Pastelería Tradicional

La repostería, al igual que otros aspectos de la tradición andaluza, es consecuencia de la influencia musulmana y cristiana en su cultura. Aunque durante el siglo XVIII convivieron musulmanes, cristianos y judíos en la provincia, fue mayoritaria la presencia de los primeros. Es fácilmente apreciable la herencia de la invasión árabe de la península ibérica, siendo aún más clara en Andalucía, donde los pueblos musulmanes permanecieron un mayor periodo de tiempo. Las arquitectura, el lenguaje y por supuesto, la gastronomía, reflejan la historia de la región y las costumbres de aquellos quienes la habitaron.
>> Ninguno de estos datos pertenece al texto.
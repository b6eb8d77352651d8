//! Job subsystem wiring: store, queue, repository, templates, processor.
//!
//! Everything is built here once and shared through an `Extension`; handlers
//! never construct job components themselves.

use std::sync::Arc;

use chrono::{DateTime, Utc};
use serde_json::json;
use tracing::info;

use quillerp_auth::PrincipalId;
use quillerp_core::{DomainResult, JobId, TenantId};
use quillerp_jobs::render::BasicRenderer;
use quillerp_jobs::repository::InMemoryEntityRepository;
use quillerp_jobs::{
    validate, ArtifactStorage, EntityRow, InMemoryJobStore, Job, JobEstimate,
    JobParams, JobProcessor, JobQueue, JobServiceConfig, JobStatus, JobStore, ProcessorConfig,
    ProcessorContext, ProcessorHandle, ResultLifecycleManager, TemplateStore,
};

pub struct AppServices {
    pub store: Arc<dyn JobStore>,
    pub queue: Arc<JobQueue>,
    pub repository: Arc<InMemoryEntityRepository>,
    pub templates: Arc<TemplateStore>,
    pub lifecycle: Arc<ResultLifecycleManager>,
    pub config: JobServiceConfig,
    /// Keeps the worker thread alive for the lifetime of the app.
    _processor: ProcessorHandle,
}

pub fn build_services(config: JobServiceConfig) -> AppServices {
    let store: Arc<dyn JobStore> = Arc::new(InMemoryJobStore::new());
    let queue = Arc::new(JobQueue::default());
    let repository = Arc::new(InMemoryEntityRepository::with_default_entities());
    let templates = Arc::new(TemplateStore::new());
    let artifacts = ArtifactStorage::new(config.artifact_dir.clone());
    let lifecycle = Arc::new(ResultLifecycleManager::new(store.clone(), artifacts.clone()));

    let processor = JobProcessor::new(
        ProcessorContext {
            store: store.clone(),
            queue: queue.clone(),
            repository: repository.clone(),
            renderer: Arc::new(BasicRenderer::new()),
            templates: templates.clone(),
            artifacts,
            retention: config.retention,
        },
        ProcessorConfig {
            poll_interval: config.poll_interval,
        },
    )
    .spawn();
    info!(artifact_dir = %config.artifact_dir.display(), "job services built (in-memory backend)");

    AppServices {
        store,
        queue,
        repository,
        templates,
        lifecycle,
        config,
        _processor: processor,
    }
}

impl AppServices {
    /// Validate, estimate, persist and enqueue one submission.
    pub fn submit(
        &self,
        tenant_id: TenantId,
        owner: PrincipalId,
        params: JobParams,
    ) -> DomainResult<(Job, JobEstimate)> {
        validate::validate(tenant_id, &params, self.repository.as_ref(), &self.templates)?;
        let estimate = validate::estimate(tenant_id, &params, self.repository.as_ref())?;

        let job = self.store.create(Job::new(tenant_id, owner, params))?;
        self.queue.enqueue(job.category, job.id);
        info!(job_id = %job.id, category = %job.category, records = estimate.records, "job accepted");
        Ok((job, estimate))
    }

    /// Cancel a pending or processing job owned by the caller.
    pub fn cancel(
        &self,
        tenant_id: TenantId,
        job_id: JobId,
        owner: PrincipalId,
        now: DateTime<Utc>,
    ) -> DomainResult<Job> {
        let job = self.store.get_owned(tenant_id, job_id, owner)?;

        // Drop the queue entry first so a retried delivery cannot sneak in
        // between the transition and the removal.
        self.queue.remove(job.category, job.id);
        let cancelled = self.store.transition(
            job.id,
            &[JobStatus::Pending, JobStatus::Processing],
            JobStatus::Cancelled,
            now,
        )?;
        info!(job_id = %job.id, "job cancelled");
        Ok(cancelled)
    }

    /// Seed a small demo dataset for the caller's tenant (in-memory backend
    /// only). Returns the number of rows inserted.
    pub fn seed_demo_data(&self, tenant_id: TenantId) -> usize {
        let created = Utc::now();
        let rows: Vec<(&str, EntityRow)> = vec![
            ("invoice", invoice_row("inv-1001", "open", 1250, created)),
            ("invoice", invoice_row("inv-1002", "open", 430, created)),
            ("invoice", invoice_row("inv-1003", "paid", 980, created)),
            ("invoice", invoice_row("inv-1004", "void", 75, created)),
            (
                "employee",
                EntityRow::new("emp-1")
                    .with_field("name", json!("Asha Rahim"))
                    .with_field("status", json!("active"))
                    .with_field("department", json!("finance")),
            ),
            (
                "employee",
                EntityRow::new("emp-2")
                    .with_field("name", json!("Jonas Feld"))
                    .with_field("status", json!("active"))
                    .with_field("department", json!("warehouse")),
            ),
            (
                "expense",
                EntityRow::new("exp-1")
                    .with_field("status", json!("submitted"))
                    .with_field("amount", json!(89)),
            ),
        ];

        let count = rows.len();
        for (entity_type, row) in rows {
            self.repository.insert(tenant_id, entity_type, row);
        }
        info!(%tenant_id, rows = count, "demo data seeded");
        count
    }
}

fn invoice_row(id: &str, status: &str, total: u64, created: DateTime<Utc>) -> EntityRow {
    EntityRow::new(id)
        .with_field("status", json!(status))
        .with_field("total", json!(total))
        .with_field("created_at", json!(created.to_rfc3339()))
}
El uso de ingredientes como los dátiles, la canela o la almendra reflejan también el peso destacado de la gastronomía árabe en Cádiz.

 

Historia

El dominio cristiano de la provincia de Cádiz ha tenido de igual forma una influencia notable en gran parte de los aspectos de la vida y cultura de la ciudadanía. La repostería conventual y estacional, coincidiendo con celebraciones cristianas como la navidad o la pascua, siguen siendo una característica básica de la repostería gaditana. Alguno de los nombres utilizados para ingredientes y postres reflejan también esta realidad, como por ejemplo el “tocino de cielo”, el “cabello de ángel”, los “huesos de santos” o los “suspiros de monjas”.

 

Las colonias españolas en América y la influencia más reciente de la gastronomía de países Europeos como Italia o Francia, también son apreciables pero evidentemente de menor peso en la repostería tradicional gaditana. Además, hay ciertos ingredientes autóctonos siempre presentes en la gastronomía de la provincia. Alguno de ellos como la miel, el vino o el aceite de oliva son parte de su gama de productos más diferenciados.

 

Dulces típicos

Las masas fritas son la base de gran parte de los dulces típicos de la provincia. En consecuencia, los ingredientes más utilizados en la repostería tradicional de la provincia de Cádiz son probablemente la harina, el azúcar, los huevos, la manteca de cerdo y el aceite de oliva. Frutos secos como las almendras, las pasas, los piñones, los cacahuetes, las castañas o las bellotas, y especias como la canela, los clavos, el ajonjolí, el sésamo o el cilantro, son también ingredientes muy recurridos. Cítricos como la naranja y el limón, y otras frutas como la manzana, o verduras como la calabaza, son ingredientes referentes del igual forma. Ingredientes muy usados también para la elaboración de postres y dulces son la miel, el boniato, el membrillo, y vinos como el moscatel, el vino blanco o el anís.

 

El pan o turrón de Cádiz y el alfajor de Medina Sidonia son probablemente los dulces tradicionales gaditanos con mayor repercusión nacional e internacional. Ambos se suelen demandar en navidad aunque su consumo se extiende a un periodo más largo. El pan o turrón de Cádiz es un dulce elaborado de forma artesanal a partir del mazapán relleno de frutas confitadas y cabello de ángel. El alfajor de Medina Sidonia es también un dulce elaborado de forma completamente artesanal cuyos ingredientes básicos son almendras, miel, pan rallado, harina, azúcar, avellanas, y varias especias (cilantro, matalauva, ajonjolí, clavos y canela).

 

Además del pan de Cádiz y el alfajor de Medina Sidonia, otros dulces tradicionales de la provincia son el tocino de cielo, las yemas, los huesos de santos, los pestiños, las torrijas, los roscos, los buñuelos, los churros, los piñonates de Jimena, los gañotes de Ubrique, los amarguillos o las tortas pardas de Medina Sidonia, las cajillas de Tarifa, las tortas de aceite, los polvorones y mantecados, los roscos de vino, las encomiendas, los cubiletes rellenos de cabello de ángel, los roscos blancos de Villamartín, el corrusco de canela de San Fernando, las sultanas de coco, los bollos o las tejas de Arcos de la Frontera o la fruta (higos, peras u otras) confitada en vino propia de los municipios bodegueros.

 

En los últimos años han surgido también en la provincia chocolates y bombones muy diferenciados por su calidad y presencia que están ya conquistando el paladar de muchos.